Customers are paying meaningful sums for that visibility. Gainsight has more than 260 customers, dozens of which pay more than $100,000 annually and the rest not far off, its CEO says, up 250% from a year ago. (By those numbers, Gainsight's revenue would likely be somewhere around or north of $20 million today). Gainsight retains its own customers at a mid-90% success rate, with net retention (that number also factoring in customers who pay more) of consistently more than 110%.

It was the consistent use of Gainsight at Insight Venture Partners' own portfolio companies that helped convince managing director Jeff Lieberman to lead the startup's new funding round. "These are reasonably sized companies that were using it," Lieberman says. "At the biggest companies, a lot have built their own systems. But Nick built a best of breed version for everyone else."

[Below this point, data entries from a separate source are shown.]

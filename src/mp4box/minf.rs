use serde::Serialize;
use std::io::{Read, Seek};

use crate::mp4box::{
    box_start, skip_box, skip_bytes_to, BoxHeader, BoxType, BoxWriter, DinfBox, Error, Mp4Box,
    ReadBox, Result, SmhdBox, StblBox, VmhdBox, WriteBox,
};

#[derive(Debug, Clone, PartialEq, Eq, Default, Serialize)]
pub struct MinfBox {
    #[serde(skip_serializing_if = "Option::is_none")]
    pub vmhd: Option<VmhdBox>,

    #[serde(skip_serializing_if = "Option::is_none")]
    pub smhd: Option<SmhdBox>,

    pub dinf: DinfBox,
    pub stbl: StblBox,
}

impl Mp4Box for MinfBox {
    fn box_type(&self) -> BoxType {
        BoxType::MinfBox
    }

    fn summary(&self) -> Result<String> {
        let s = String::new();
        Ok(s)
    }
}

impl<R: Read + Seek> ReadBox<&mut R> for MinfBox {
    fn read_box(reader: &mut R, size: u64) -> Result<Self> {
        let start = box_start(reader)?;

        let mut vmhd = None;
        let mut smhd = None;
        let mut dinf = None;
        let mut stbl = None;

        let mut current = reader.stream_position()?;
        let end = start + size;
        while current < end {
            // Get box header.
            let header = BoxHeader::read(reader)?;
            let BoxHeader { name, size: s } = header;
            if s > size {
                return Err(Error::InvalidData(
                    "minf box contains a box with a larger size than it",
                ));
            }

            match name {
                BoxType::VmhdBox => {
                    vmhd = Some(VmhdBox::read_box(reader, s)?);
                }
                BoxType::SmhdBox => {
                    smhd = Some(SmhdBox::read_box(reader, s)?);
                }
                BoxType::DinfBox => {
                    dinf = Some(DinfBox::read_box(reader, s)?);
                }
                BoxType::StblBox => {
                    stbl = Some(StblBox::read_box(reader, s)?);
                }
                _ => {
                    log::debug!("skipping {name} box inside minf");
                    skip_box(reader, s)?;
                }
            }

            current = reader.stream_position()?;
        }

        let Some(stbl) = stbl else {
            return Err(Error::BoxNotFound(BoxType::StblBox));
        };

        skip_bytes_to(reader, start + size)?;

        Ok(Self {
            vmhd,
            smhd,
            dinf: dinf.unwrap_or_default(),
            stbl,
        })
    }
}

impl WriteBox<&mut BoxWriter> for MinfBox {
    fn write_box(&self, writer: &mut BoxWriter) -> Result<()> {
        writer.write_box(self.box_type(), |w| {
            if let Some(vmhd) = &self.vmhd {
                w.write_child(vmhd)?;
            }
            if let Some(smhd) = &self.smhd {
                w.write_child(smhd)?;
            }
            w.write_child(&self.dinf)?;
            w.write_child(&self.stbl)?;
            Ok(())
        })?;
        Ok(())
    }
}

Investors are betting that Gainsight can continue to bring in customers like Bright Horizons, big companies with high-touch accounts that can't be managed primarily through automated tools. While 130 of Gainsight's 250 employees are in research and development and Mehta plans to hire 100 more, many of its key roles are increasingly in services, working directly with customers to manage their own. If "customer success" becomes a key phrase at non-subscription B2B companies, Lieberman at Insight says Gainsight will be have pole position in a multi-billion dollar market.

As Gainsight also plans to open its first European office in 2016, after finding a warm response for its first customer event in London despite not having any employees there full-time, Mehta's challenge will be to keep his product ahead of the pack without losing its focus. Customers like Dominguez at AppNexus would welcome more predictive analytics to proactively suggest to users what customers to focus on each day, and Gainsight may make acquihires to speed up those types of product extensions.

"With a business of our size and revenue, you can no longer scrutinize if there's something here," says Mehta. "But the natural question is, how big can this market get?"